Lautan luas di depanku nampak tenang dan lembut membelai pesisir. Tetapi bukankah dia pun menyimpan suatu kekuatan dashyat yang mampu meluluh-lantakkan kehidupan kita? Suatu saat, pada kesempatan yang sama sekali tak terpikirkan, gelombang dapat berubah dengan cepat, membumbung tinggi dan menyapu segenap mimpi dan harapan kita. Lalu semuanya akan musnah. Musnah diterpanya. Maka dimanakah harapan yang telah kita rencanakan sebelumnya? Dimanakah?

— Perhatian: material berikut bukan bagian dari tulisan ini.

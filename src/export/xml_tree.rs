//! Minimal XML element tree
//!
//! Just enough DOM to read back our own markup and to walk XSD documents.
//! Names are local (prefix stripped); attribute keys keep their prefix.

use crate::{ExportError, Result};
use quick_xml::events::{BytesStart, Event};
use quick_xml::Reader;

#[derive(Debug, Clone, Default, PartialEq, Eq)]
pub struct XmlNode {
    pub name: String,
    pub attributes: Vec<(String, String)>,
    /// Character data directly inside this element; whitespace between
    /// child elements is dropped
    pub text: String,
    pub children: Vec<XmlNode>,
}

impl XmlNode {
    /// Parse a document and return its root element
    pub fn parse(bytes: &[u8]) -> Result<XmlNode> {
        let mut reader = Reader::from_reader(bytes);
        let mut buf = Vec::new();
        let mut stack: Vec<XmlNode> = Vec::new();
        let mut root: Option<XmlNode> = None;

        loop {
            match reader.read_event_into(&mut buf)? {
                Event::Start(e) => stack.push(Self::open(&e)?),
                Event::Empty(e) => {
                    let node = Self::open(&e)?;
                    Self::attach(&mut stack, &mut root, node)?;
                }
                Event::End(_) => {
                    let mut node = stack
                        .pop()
                        .ok_or_else(|| ExportError::InvalidXml("unbalanced end tag".to_string()))?;
                    if !node.children.is_empty() && node.text.trim().is_empty() {
                        node.text.clear();
                    }
                    Self::attach(&mut stack, &mut root, node)?;
                }
                Event::Text(t) => {
                    if let Some(top) = stack.last_mut() {
                        let text = t
                            .unescape()
                            .map_err(|e| ExportError::InvalidXml(e.to_string()))?;
                        top.text.push_str(&text);
                    }
                }
                Event::CData(c) => {
                    if let Some(top) = stack.last_mut() {
                        top.text.push_str(&String::from_utf8_lossy(&c.into_inner()));
                    }
                }
                Event::Eof => break,
                _ => {}
            }
            buf.clear();
        }

        if !stack.is_empty() {
            return Err(ExportError::InvalidXml(format!(
                "unclosed element <{}>",
                stack[stack.len() - 1].name
            )));
        }
        root.ok_or_else(|| ExportError::InvalidXml("document has no root element".to_string()))
    }

    fn open(start: &BytesStart) -> Result<XmlNode> {
        let mut node = XmlNode {
            name: String::from_utf8_lossy(start.local_name().as_ref()).into_owned(),
            ..XmlNode::default()
        };
        for attr in start.attributes() {
            let attr = attr.map_err(|e| ExportError::InvalidXml(e.to_string()))?;
            let key = String::from_utf8_lossy(attr.key.as_ref()).into_owned();
            let value = attr
                .unescape_value()
                .map_err(|e| ExportError::InvalidXml(e.to_string()))?
                .into_owned();
            node.attributes.push((key, value));
        }
        Ok(node)
    }

    fn attach(stack: &mut [XmlNode], root: &mut Option<XmlNode>, node: XmlNode) -> Result<()> {
        match stack.last_mut() {
            Some(parent) => parent.children.push(node),
            None if root.is_none() => *root = Some(node),
            None => {
                return Err(ExportError::InvalidXml(format!(
                    "second root element <{}>",
                    node.name
                )))
            }
        }
        Ok(())
    }

    pub fn attr(&self, key: &str) -> Option<&str> {
        self.attributes
            .iter()
            .find(|(k, _)| k == key)
            .map(|(_, v)| v.as_str())
    }

    pub fn child(&self, name: &str) -> Option<&XmlNode> {
        self.children.iter().find(|c| c.name == name)
    }

    pub fn children_named<'a>(&'a self, name: &'a str) -> impl Iterator<Item = &'a XmlNode> {
        self.children.iter().filter(move |c| c.name == name)
    }

    /// Text of the first child with this name
    pub fn child_text(&self, name: &str) -> Option<&str> {
        self.child(name).map(|c| c.text.as_str())
    }
}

Demikianlah, alam seringkali mengajarkan kita bahwa, segala sesuatu yang kita harapkan dari materinya adalah suatu kesia-siaan. Tetapi hidup tidak hanya terdiri dari materi saja. Sebab ada tertulis, Manusia hidup bukan dari roti saja, tetapi dari setiap firman yang keluar dari mulut Allah. Itulah kata Yesus kepada iblis yang sedang mencobaiNya. Ya, bersyukurlah kita karena hidup tidak hanya terdiri dari materi saja. Sebab jika demikian, jika saatnya tiba, kita pun akan terseret musnah ke dalam gelombang ketiadaan. Lalu semuanya menjadi hampa. Hampa.

Pada mulanya adalah Firman. Demikianlah dengan indahnya Santo Yohanes membuka Injilnya. Firman yang kini telah menjelma menjadi manusia dalam diri Yesus, telah memberikan terangNya kepada segenap umat manusia. Dan hanya pada terang itulah kita dapat berjalan dengan lega dan aman. Tanpa khawatir tersesat. Karena Dialah jalan dan kehidupan. Dialah yang telah berkeliling sambil berbuat baik untuk kita semua. Dia yang telah berjalan dari abad ke abad, hingga hari ini, untuk membimbing kita. Untuk menyadarkan makna keberadaan kita di dunia yang fana ini. Agar semuanya tidak menjadi
hampa. Agar kehidupan tidak tersia-sia.

Seberkas cahaya nampak muncul dari kumpulan mendung. Seberkas cahaya muncul dari himpunan mendung yang menutup langit. Dan camar. Dan para pelari pagi. Dan aku. Dan alam. Semuanya nampak ceria menyambut terang yang perlahan menghangatkan tubuh ini. Ah, harapan tidak pernah mati jika kita bersandar pada semangatNya. Harapan tidak pernah sirna jika kita sanggup melepaskan diri dari segala impian kita pada batu-batu yang kita harapkan menjadi roti. Sebab kita semua dapat menuruti teladanNya. Manusia hidup bukan hanya dari roti saja. Maka di pagi yang mendung ini, aku mencari damaiku pada segala yang nampak hidup. Dan para pelari pagi itu pun tak terganggu oleh suasana langit yang muram karena mendung. Camar-camar tetap melayang kesana kemari. Harapan yang tak pernah sirna.